Excellent article, sums it all up really, although I think Kenwright should've been put under more scrutiny

Not in the medias interest - certainly the print ones who have always had Kenwrigths back, and some of whom have colleagues at the paper with ins at the club from pre Moshiri times.

Interesting that the normal pro Everton journos are absolutely tearing into Moshiri now at an increased rate - 100% the by product of them being frozen out in regards to information coming from him- instead he has chosen the SKy/Jim White route.

Dangerous game to alienate effectively all the major journos at the same time who are regarded as the trusted sources for Everton news...
 

It certainly does.

We used to laugh about the ratfink grass Neville and his getting medals off the back of other players.
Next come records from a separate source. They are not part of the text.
use axum::{
    http::StatusCode,
    response::{IntoResponse, Response},
    Json,
};
use serde_json::json;
use std::fmt;

/// Application result type
pub type Result<T> = std::result::Result<T, AppError>;

/// Application-wide error type
#[derive(Debug)]
pub enum AppError {
    Database(sqlx::Error),
    NotFound(String),
    Unauthorized(String),
    Forbidden(String),
    BadRequest(String),
    /// A duplicate enrollment or submission (state-machine precondition
    /// violated). Returned to the client as 400, matching the public contract.
    Duplicate(String),
    /// Object-storage call failed; the upstream message is preserved.
    Upstream(String),
    Internal(String),
}

impl fmt::Display for AppError {
    fn fmt(&self, f: &mut fmt::Formatter<'_>) -> fmt::Result {
        match self {
            AppError::Database(e) => write!(f, "Database error: {}", e),
            AppError::NotFound(msg) => write!(f, "Not found: {}", msg),
            AppError::Unauthorized(msg) => write!(f, "Unauthorized: {}", msg),
            AppError::Forbidden(msg) => write!(f, "Forbidden: {}", msg),
            AppError::BadRequest(msg) => write!(f, "Bad request: {}", msg),
            AppError::Duplicate(msg) => write!(f, "Duplicate: {}", msg),
            AppError::Upstream(msg) => write!(f, "Upstream failure: {}", msg),
            AppError::Internal(msg) => write!(f, "Internal error: {}", msg),
        }
    }
}

impl std::error::Error for AppError {}

impl IntoResponse for AppError {
    fn into_response(self) -> Response {
        let (status, error_message) = match self {
            AppError::Database(e) => {
                tracing::error!("Database error: {:?}", e);
                (
                    StatusCode::INTERNAL_SERVER_ERROR,
                    "Database error occurred".to_string(),
                )
            }
            AppError::NotFound(msg) => (StatusCode::NOT_FOUND, msg),
            AppError::Unauthorized(msg) => (StatusCode::UNAUTHORIZED, msg),
            AppError::Forbidden(msg) => (StatusCode::FORBIDDEN, msg),
            AppError::BadRequest(msg) => (StatusCode::BAD_REQUEST, msg),
            AppError::Duplicate(msg) => (StatusCode::BAD_REQUEST, msg),
            AppError::Upstream(msg) => {
                tracing::error!("Upstream failure: {}", msg);
                (StatusCode::INTERNAL_SERVER_ERROR, msg)
            }
            AppError::Internal(msg) => {
                tracing::error!("Internal error: {}", msg);
                (
                    StatusCode::INTERNAL_SERVER_ERROR,
                    "Internal server error".to_string(),
                )
            }
        };

        let body = Json(json!({
            "error": error_message,
        }));

        (status, body).into_response()
    }
}

impl From<sqlx::Error> for AppError {
    fn from(err: sqlx::Error) -> Self {
        AppError::Database(err)
    }
}

impl From<anyhow::Error> for AppError {
    fn from(err: anyhow::Error) -> Self {
        AppError::Internal(err.to_string())
    }
}
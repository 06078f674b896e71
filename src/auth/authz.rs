//! Authorization policy: pure decision functions over the actor's role and
//! the target's ownership fields, plus the shared course-authorization check
//! used by every course-scoped mutation.

use uuid::Uuid;

use crate::{
    db::DbPool,
    errors::AppError,
    models::{Course, User, UserRole},
};

/// Only instructors and admins may create courses
pub fn can_create_course(role: UserRole) -> bool {
    matches!(role, UserRole::Instructor | UserRole::Admin)
}

/// Admins manage any course; instructors only the ones they own
pub fn can_manage_course(actor: &User, course: &Course) -> bool {
    actor.role == UserRole::Admin || course.instructor_id == actor.id
}

/// Check if user has admin role
pub fn require_admin(actor: &User) -> Result<(), AppError> {
    if actor.role != UserRole::Admin {
        return Err(AppError::Forbidden("Admin only".to_string()));
    }
    Ok(())
}

/// Check if user has student role; `action` names the operation in the error
pub fn require_student(actor: &User, action: &str) -> Result<(), AppError> {
    if actor.role != UserRole::Student {
        return Err(AppError::Forbidden(format!("Only students can {}", action)));
    }
    Ok(())
}

/// Shared course-authorization check for course-scoped mutations (update,
/// delete, add/remove lectures and assignments). The existence check runs
/// before any ownership evaluation: a missing course is 404 for everyone.
pub async fn check_course_access(
    pool: &DbPool,
    actor: &User,
    course_id: Uuid,
) -> Result<Course, AppError> {
    let course = sqlx::query_as::<_, Course>(
        "SELECT id, title, description, instructor_id, instructor_name, thumbnail_url, created_at
         FROM courses WHERE id = $1",
    )
    .bind(course_id)
    .fetch_optional(pool)
    .await
    .map_err(AppError::Database)?
    .ok_or_else(|| AppError::NotFound("Course not found".to_string()))?;

    if !can_manage_course(actor, &course) {
        return Err(AppError::Forbidden("Not authorized".to_string()));
    }

    Ok(course)
}

#[cfg(test)]
mod tests {
    use super::*;
    use chrono::Utc;

    fn user(role: UserRole) -> User {
        User {
            id: Uuid::new_v4(),
            email: "u@example.com".to_string(),
            password_hash: String::new(),
            name: "U".to_string(),
            role,
            created_at: Utc::now(),
        }
    }

    fn course_owned_by(instructor_id: Uuid) -> Course {
        Course {
            id: Uuid::new_v4(),
            title: "T".to_string(),
            description: "D".to_string(),
            instructor_id,
            instructor_name: "I".to_string(),
            thumbnail_url: String::new(),
            created_at: Utc::now(),
        }
    }

    #[test]
    fn course_creation_is_gated_by_role() {
        assert!(can_create_course(UserRole::Instructor));
        assert!(can_create_course(UserRole::Admin));
        assert!(!can_create_course(UserRole::Student));
    }

    #[test]
    fn owner_and_admin_manage_courses() {
        let owner = user(UserRole::Instructor);
        let other = user(UserRole::Instructor);
        let admin = user(UserRole::Admin);
        let student = user(UserRole::Student);
        let course = course_owned_by(owner.id);

        assert!(can_manage_course(&owner, &course));
        assert!(can_manage_course(&admin, &course));
        assert!(!can_manage_course(&other, &course));
        assert!(!can_manage_course(&student, &course));
    }

    #[test]
    fn role_requirements() {
        assert!(require_admin(&user(UserRole::Admin)).is_ok());
        assert!(require_admin(&user(UserRole::Instructor)).is_err());
        assert!(require_student(&user(UserRole::Student), "enroll").is_ok());
        assert!(require_student(&user(UserRole::Admin), "enroll").is_err());
    }
}
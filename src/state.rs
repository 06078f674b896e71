use crate::{config::Config, db::DbPool, storage::R2Client};

/// Application state shared across all handlers. Constructed once at process
/// start and passed down explicitly; there are no module-level singletons.
#[derive(Clone)]
pub struct AppState {
    pub pool: DbPool,
    pub config: Config,
    pub storage: R2Client,
}

impl AppState {
    pub fn new(pool: DbPool, config: Config, storage: R2Client) -> Self {
        Self {
            pool,
            config,
            storage,
        }
    }
}
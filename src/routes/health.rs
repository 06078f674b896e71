use axum::{extract::State, routing::get, Json, Router};
use chrono::Utc;
use serde::Serialize;

use crate::{errors::AppError, state::AppState};

#[derive(Debug, Serialize)]
pub struct HealthResponse {
    status: String,
    timestamp: String,
    database: String,
    version: String,
}

/// Health check endpoint
///
/// Returns the health status of the API and its dependencies
async fn health_check(State(state): State<AppState>) -> Result<Json<HealthResponse>, AppError> {
    let db_status = match crate::db::health_check(&state.pool).await {
        Ok(_) => "connected".to_string(),
        Err(e) => {
            tracing::error!("Database health check failed: {:?}", e);
            "disconnected".to_string()
        }
    };

    Ok(Json(HealthResponse {
        status: "ok".to_string(),
        timestamp: Utc::now().to_rfc3339(),
        database: db_status,
        version: env!("CARGO_PKG_VERSION").to_string(),
    }))
}

/// Readiness probe for load balancers
async fn readiness(State(state): State<AppState>) -> Result<Json<serde_json::Value>, AppError> {
    crate::db::health_check(&state.pool).await?;

    Ok(Json(serde_json::json!({ "ready": true })))
}

/// Liveness probe for orchestration systems
async fn liveness() -> Json<serde_json::Value> {
    Json(serde_json::json!({ "alive": true }))
}

pub fn routes() -> Router<AppState> {
    Router::new()
        .route("/health", get(health_check))
        .route("/readiness", get(readiness))
        .route("/liveness", get(liveness))
}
But Wayne Rooney aside last night, what had the rest won? Klaassen I suppose with his tinpot Dutch silverware.

Previously you had Howard, Neville, Barry and others who, while not being great themselves (the first two) understood what a professional environment looked like.

Ashley Williams has what, a league cup? Michael Keane? Didn't play last night but Baines? Jagielka?

All absolute losers.

I put an U20 World Cup on a level with an U23 league title. Like winning the egg and spoon race at the Olympics

I think this is the biggest issue, the lack of spirit, togetherness, and unity in the squad. They all look like strangers. No characters amongst them with the possible exception of a few.

It's actually a bigger problem than the footballing issues. I still think we have enough "decent" players but we have very little fight and no leadership.

It should not be a huge task for a manager to get us organised enough to ensure we stay up as a minimum. But working with this group of players, getting through to them psychologically and fostering some harmony may be a much bigger task.

I would not want to go into battle with our squad.